- **TASK TO CARRY OUT**
Take the entries below and print all of them exactly, please.

- **SOURCE MATERIAL**
use anyhow::{Context, Result};
use clap::Parser;
use dnr_pso::{
    best_of, ieee33, CachedOracle, Configuration, FitnessOracle, GlobalBestUpdate,
    NetworkOracle, OracleWrapper, RadialityValidator, ReconfigurationReport, Reconfigurer,
    Settings, TableOracle, ValidatedOracle,
};
use std::path::PathBuf;
use std::sync::Arc;
use tracing::info;
use tracing_subscriber::FmtSubscriber;

/// Tie-switch reconfiguration of the IEEE 33-bus feeder with a binary particle swarm
#[derive(Parser, Debug)]
#[command(author, version, about)]
struct Cli {
    /// TOML settings file
    #[arg(short, long)]
    config: Option<PathBuf>,

    /// Seed of the swarm, overrides the settings file
    #[arg(long)]
    seed: Option<u64>,

    /// Number of particles
    #[arg(long)]
    particles: Option<usize>,

    /// Number of generations
    #[arg(long)]
    iters: Option<u64>,

    /// When the global best is updated: immediate or deferred
    #[arg(long, value_parser = parse_update)]
    update: Option<GlobalBestUpdate>,

    /// Independent runs (seeded seed, seed+1, ...) evaluated in parallel
    #[arg(long, default_value_t = 1)]
    restarts: u64,

    /// Penalize configurations that are not radial
    #[arg(long)]
    check_radiality: bool,

    /// Look losses up in a JSON table instead of running a power flow
    #[arg(long)]
    losses: Option<PathBuf>,

    /// Write every generation of the swarm to this directory
    #[arg(long)]
    trace_dir: Option<PathBuf>,

    /// Write the report as JSON
    #[arg(short, long)]
    output: Option<PathBuf>,

    /// Write the convergence record as .npy
    #[arg(long)]
    record: Option<PathBuf>,

    #[arg(long, default_value = "info")]
    log_level: tracing::Level,

    /// Show a progress bar
    #[arg(long)]
    progress: bool,
}

fn parse_update(s: &str) -> Result<GlobalBestUpdate, String> {
    match s {
        "immediate" => Ok(GlobalBestUpdate::Immediate),
        "deferred" => Ok(GlobalBestUpdate::Deferred),
        other => Err(format!("unknown update policy `{}`", other)),
    }
}

fn load_settings(cli: &Cli) -> Result<Settings> {
    let mut settings = match &cli.config {
        Some(path) => Settings::from_toml_file(path)
            .with_context(|| format!("Error reading settings {}", path.display()))?,
        None => Settings::default(),
    };
    if cli.seed.is_some() {
        settings.seed = cli.seed;
    }
    if let Some(particles) = cli.particles {
        settings.pso.num_particles = particles;
    }
    if let Some(iters) = cli.iters {
        settings.pso.max_iters = iters;
    }
    if let Some(update) = cli.update {
        settings.pso.update = update;
    }
    settings.pso.validate()?;
    Ok(settings)
}

pub fn main() -> Result<()> {
    let cli = Cli::parse();

    let subscriber = FmtSubscriber::builder()
        .with_max_level(cli.log_level)
        .finish();
    tracing::subscriber::set_global_default(subscriber)
        .context("setting default subscriber failed")?;

    let settings = load_settings(&cli)?;
    let network = Arc::new(ieee33(&settings.grid.dg)?);
    info!(
        network = %network.name,
        ties = ?network.tie_switch_names(),
        "network loaded"
    );

    let base: OracleWrapper = match &cli.losses {
        Some(path) => TableOracle::from_json_file(path)?.into(),
        None => NetworkOracle::new(network.clone(), settings.power_flow).into(),
    };
    let checked: Box<dyn FitnessOracle> = if cli.check_radiality {
        Box::new(ValidatedOracle::new(
            base,
            RadialityValidator::new(network.clone()),
        ))
    } else {
        Box::new(base)
    };
    let oracle: Box<dyn FitnessOracle> = match settings.cache.capacity() {
        Some(capacity) => Box::new(CachedOracle::new(checked, capacity)),
        None => checked,
    };

    let reconfigurer = Reconfigurer::new(&*oracle, settings.pso.clone());
    reconfigurer.check()?;
    reconfigurer.check_switch_count(network.tie_switches().len())?;

    let result = if cli.restarts > 1 {
        let first = settings.seed.unwrap_or_else(rand::random);
        let seeds: Vec<u64> = (0..cli.restarts).map(|i| first.wrapping_add(i)).collect();
        let results = reconfigurer.fit_restarts(&seeds)?;
        for r in &results {
            info!(seed = ?r.seed, loss_kw = r.best_loss_kw, "restart finished");
        }
        best_of(results).context("no restart finished")?
    } else {
        reconfigurer.fit(settings.seed, cli.trace_dir.as_deref(), cli.progress)?
    };

    let initial_loss_kw = reconfigurer.loss(&Configuration::open(oracle.switch_count()));
    let report =
        ReconfigurationReport::new(&network, &settings.power_flow, &result, initial_loss_kw)?;
    println!("{}", report);

    if let Some(path) = &cli.output {
        report.write_json(path)?;
        info!(path = %path.display(), "report written");
    }
    if let Some(path) = &cli.record {
        result.iteration_record.write_npy(path)?;
        info!(path = %path.display(), "convergence record written");
    }
    Ok(())
}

- **OUTPUT**
use anyhow::{Context, Result};
use clap::Parser;
use dnr_pso::{
    best_of, ieee33, CachedOracle, Configuration, FitnessOracle, GlobalBestUpdate,
    NetworkOracle, OracleWrapper, RadialityValidator, ReconfigurationReport, Reconfigurer,
    Settings, TableOracle, ValidatedOracle,
};
use std::path::PathBuf;
use std::sync::Arc;
use tracing::info;
use tracing_subscriber::FmtSubscriber;

/// Tie-switch reconfiguration of the IEEE 33-bus feeder with a binary particle swarm
#[derive(Parser, Debug)]
#[command(author, version, about)]
struct Cli {
    /// TOML settings file
    #[arg(short, long)]
    config: Option<PathBuf>,

    /// Seed of the swarm, overrides the settings file
    #[arg(long)]
    seed: Option<u64>,

    /// Number of particles
    #[arg(long)]
    particles: Option<usize>,

    /// Number of generations
    #[arg(long)]
    iters: Option<u64>,

    /// When the global best is updated: immediate or deferred
    #[arg(long, value_parser = parse_update)]
    update: Option<GlobalBestUpdate>,

    /// Independent runs (seeded seed, seed+1, ...) evaluated in parallel
    #[arg(long, default_value_t = 1)]
    restarts: u64,

    /// Penalize configurations that are not radial
    #[arg(long)]
    check_radiality: bool,

    /// Look losses up in a JSON table instead of running a power flow
    #[arg(long)]
    losses: Option<PathBuf>,

    /// Write every generation of the swarm to this directory
    #[arg(long)]
    trace_dir: Option<PathBuf>,

    /// Write the report as JSON
    #[arg(short, long)]
    output: Option<PathBuf>,

    /// Write the convergence record as .npy
    #[arg(long)]
    record: Option<PathBuf>,

    #[arg(long, default_value = "info")]
    log_level: tracing::Level,

    /// Show a progress bar
    #[arg(long)]
    progress: bool,
}

fn parse_update(s: &str) -> Result<GlobalBestUpdate, String> {
    match s {
        "immediate" => Ok(GlobalBestUpdate::Immediate),
        "deferred" => Ok(GlobalBestUpdate::Deferred),
        other => Err(format!("unknown update policy `{}`", other)),
    }
}

fn load_settings(cli: &Cli) -> Result<Settings> {
    let mut settings = match &cli.config {
        Some(path) => Settings::from_toml_file(path)
            .with_context(|| format!("Error reading settings {}", path.display()))?,
        None => Settings::default(),
    };
    if cli.seed.is_some() {
        settings.seed = cli.seed;
    }
    if let Some(particles) = cli.particles {
        settings.pso.num_particles = particles;
    }
    if let Some(iters) = cli.iters {
        settings.pso.max_iters = iters;
    }
    if let Some(update) = cli.update {
        settings.pso.update = update;
    }
    settings.pso.validate()?;
    Ok(settings)
}

pub fn main() -> Result<()> {
    let cli = Cli::parse();

    let subscriber = FmtSubscriber::builder()
        .with_max_level(cli.log_level)
        .finish();
    tracing::subscriber::set_global_default(subscriber)
        .context("setting default subscriber failed")?;

    let settings = load_settings(&cli)?;
    let network = Arc::new(ieee33(&settings.grid.dg)?);
    info!(
        network = %network.name,
        ties = ?network.tie_switch_names(),
        "network loaded"
    );

    let base: OracleWrapper = match &cli.losses {
        Some(path) => TableOracle::from_json_file(path)?.into(),
        None => NetworkOracle::new(network.clone(), settings.power_flow).into(),
    };
    let checked: Box<dyn FitnessOracle> = if cli.check_radiality {
        Box::new(ValidatedOracle::new(
            base,
            RadialityValidator::new(network.clone()),
        ))
    } else {
        Box::new(base)
    };
    let oracle: Box<dyn FitnessOracle> = match settings.cache.capacity() {
        Some(capacity) => Box::new(CachedOracle::new(checked, capacity)),
        None => checked,
    };

    let reconfigurer = Reconfigurer::new(&*oracle, settings.pso.clone());
    reconfigurer.check()?;
    reconfigurer.check_switch_count(network.tie_switches().len())?;

    let result = if cli.restarts > 1 {
        let first = settings.seed.unwrap_or_else(rand::random);
        let seeds: Vec<u64> = (0..cli.restarts).map(|i| first.wrapping_add(i)).collect();
        let results = reconfigurer.fit_restarts(&seeds)?;
        for r in &results {
            info!(seed = ?r.seed, loss_kw = r.best_loss_kw, "restart finished");
        }
        best_of(results).context("no restart finished")?
    } else {
        reconfigurer.fit(settings.seed, cli.trace_dir.as_deref(), cli.progress)?
    };

    let initial_loss_kw = reconfigurer.loss(&Configuration::open(oracle.switch_count()));
    let report =
        ReconfigurationReport::new(&network, &settings.power_flow, &result, initial_loss_kw)?;
    println!("{}", report);

    if let Some(path) = &cli.output {
        report.write_json(path)?;
        info!(path = %path.display(), "report written");
    }
    if let Some(path) = &cli.record {
        result.iteration_record.write_npy(path)?;
        info!(path = %path.display(), "convergence record written");
    }
    Ok(())
}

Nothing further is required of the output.